To a varying degree we may recognize
these more or less common signals as our own or those of our present
affiliations. They surely arer worth pondering. Especially if we want
to become men of God in Christ.
It
all comes down to the effects of what is known as Group dynamics and
has been extensively researched within the field of Psychology. But
there is a massive point of departure from the findings of ordinary
human psychology towards a biblical approach to the issues. Whereas
psychology starts with man in his fallen, post adamic state, biblical
understanding starts with the man redeemed and identified in the last
Adam. For
this distinction I am much beholden to Oswald Chambers and the notes
from his lectures on Biblical Psychology. Essentially
there is a huge chasm between the natural man and the spiritual man.

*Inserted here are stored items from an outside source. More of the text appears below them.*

// Player reference data: positions, skill attributes, and pricing.

use serde::{Deserialize, Serialize};
use std::fmt;

/// Stable player identifier from the reference catalog.
pub type PlayerId = u32;

/// Football positions. Every player has exactly one.
#[derive(Debug, Clone, Copy, PartialEq, Eq, Hash, PartialOrd, Ord, Serialize, Deserialize)]
pub enum Position {
    #[serde(rename = "GK")]
    Goalkeeper,
    #[serde(rename = "DEF")]
    Defender,
    #[serde(rename = "MID")]
    Midfielder,
    #[serde(rename = "ATT")]
    Attacker,
}

impl Position {
    /// All positions in lineup order (goal to attack).
    pub const ALL: [Position; 4] = [
        Position::Goalkeeper,
        Position::Defender,
        Position::Midfielder,
        Position::Attacker,
    ];

    /// Parse a position string into a Position enum.
    ///
    /// Accepts the short codes used in the catalog ("GK", "DEF", "MID", "ATT")
    /// as well as common long forms ("goalkeeper", "forward", "FWD", ...).
    pub fn from_str_pos(s: &str) -> Option<Self> {
        match s.trim().to_uppercase().as_str() {
            "GK" | "GKP" | "GOALKEEPER" => Some(Position::Goalkeeper),
            "DEF" | "DF" | "DEFENDER" => Some(Position::Defender),
            "MID" | "MF" | "MIDFIELDER" => Some(Position::Midfielder),
            "ATT" | "FWD" | "FW" | "ATTACKER" | "FORWARD" => Some(Position::Attacker),
            _ => None,
        }
    }

    /// Return the display string for this position.
    pub fn display_str(&self) -> &'static str {
        match self {
            Position::Goalkeeper => "GK",
            Position::Defender => "DEF",
            Position::Midfielder => "MID",
            Position::Attacker => "ATT",
        }
    }
}

impl fmt::Display for Position {
    fn fmt(&self, f: &mut fmt::Formatter<'_>) -> fmt::Result {
        write!(f, "{}", self.display_str())
    }
}

/// The six skill attributes, conventionally 0-99.
#[derive(Debug, Clone, Copy, PartialEq, Eq, Default, Serialize, Deserialize)]
pub struct Attributes {
    pub pace: u8,
    pub shooting: u8,
    pub passing: u8,
    pub defending: u8,
    pub dribbling: u8,
    pub physical: u8,
}

impl Attributes {
    /// Position-weighted overall rating.
    ///
    /// Weights are in tenths and sum to 10 for every position, so the result
    /// stays within the attribute range.
    pub fn rating_for(&self, position: Position) -> u8 {
        // pace, shooting, passing, defending, dribbling, physical
        let weights: [u32; 6] = match position {
            Position::Goalkeeper => [1, 0, 2, 4, 0, 3],
            Position::Defender => [2, 0, 1, 4, 0, 3],
            Position::Midfielder => [1, 2, 3, 1, 2, 1],
            Position::Attacker => [2, 4, 1, 0, 2, 1],
        };
        let values = [
            self.pace,
            self.shooting,
            self.passing,
            self.defending,
            self.dribbling,
            self.physical,
        ];
        let weighted: u32 = values
            .iter()
            .zip(weights.iter())
            .map(|(&v, &w)| u32::from(v) * w)
            .sum();
        // Round half up; max is 255 * 10 / 10 so the cast cannot truncate.
        ((weighted + 5) / 10) as u8
    }
}

/// A player from the reference catalog. Immutable once loaded.
#[derive(Debug, Clone, PartialEq, Eq, Serialize, Deserialize)]
pub struct Player {
    pub id: PlayerId,
    pub name: String,
    pub position: Position,
    pub club: String,
    pub nationality: String,
    pub attributes: Attributes,
    pub rating: u8,
    /// Price in the smallest currency unit.
    pub price: u64,
}

impl Player {
    /// Build a player whose rating is derived from their attributes.
    pub fn with_derived_rating(
        id: PlayerId,
        name: impl Into<String>,
        position: Position,
        club: impl Into<String>,
        nationality: impl Into<String>,
        attributes: Attributes,
        price: u64,
    ) -> Self {
        Player {
            id,
            name: name.into(),
            position,
            club: club.into(),
            nationality: nationality.into(),
            rating: attributes.rating_for(position),
            attributes,
            price,
        }
    }
}
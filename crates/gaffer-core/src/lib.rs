// Library root for the fantasy scoring engine: player and formation model,
// points calculation, stat sources, gameweek simulation, squad constraints,
// team chemistry, and manager standings.

pub mod chemistry;
pub mod formation;
pub mod manager;
pub mod player;
pub mod scoring;
pub mod squad;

Whereas the natural man is impervious to any work of the Spirit
except nudging him towards repentance, the Spiritual man nudges
everything merely natural to the sacrificial altar. The study of
‘l’homme animal’ and l’homme spirituel’ leads to vastly
different avenues of thought about man and men.
Interestingly
enough the Bible shows lots of examples from both of these two
object groups. And it is by comparison between the behaviours of
those under sin and those under grace that we might get clues to an
answer to the main question: “How should we then live?”
Ambiguity
In
the above list of points there rests a considerable ambiguity. Each
point has two sides to it. None of them are in themselves necessarily
wrong but they can lead to wrongs if not tempered by the Spirit of
regeneration.
1. Jockeying
for position within the group.
Unless
those who are able to lead stand up in the group and make themselves
known as potential leaders the group may suffer listless and aimless
idiocracy. The group exists then merely as a place to hole up and
rescind all responsibility without any other aim then to be and be
left alone by the group. (Idiocracy
means: “That
which to itself is it’s only reason to exist.”)
Without any positioning the group refrains from direction and purpose
outside of the enjoying life on the basis of the least common
denominator. Leadership comes out of the need for taking stands
within the group so that the group can stand out. But clearly we all
know of groups where some muscle in and turn the group into an
extension of their own ego only. Group cohesion then becomes the
evidence of leadership. Even if all the direction that the incumbent
leader follows is destructive in the long run.
Discuss:
when are ambitions an assett and when are they a hinderance?
2. Keeping the face and
standing on their dignity, come what may. ”I
must appear to be in control even when I have lost the plot.”
Being
a man has cultural overtones from the past and of the present mode of
thought. What seems to define manhood is this apparent need to be in
control, or, less kindly, to seem to be in control.. “Oim al’roit,
mon”. The captain goes down with the ship and pretends all is well
and straightens the cuffs and doffs the right angle to the cap before
the waves crash in over his head. Confessing weakness comes hard. “My
ship sank but at least I went down with dignity!”
Discuss:
what lies behind this ramrod backbone attitude and how can we come
off it? Image: vertebrate man compared to invertebrate Lobster.
3.
”Fixitity”. The only real reason to
talk about something is to find a solution to a problem.
The
three friends of Job illustrate two very powerful positions. First,
on hearing about Job’s sorrow and suffering they join him and sit
with him “for seven days and seven nights”. In sympathy and
comiseration, in trying to enter into the factual suffering of Job?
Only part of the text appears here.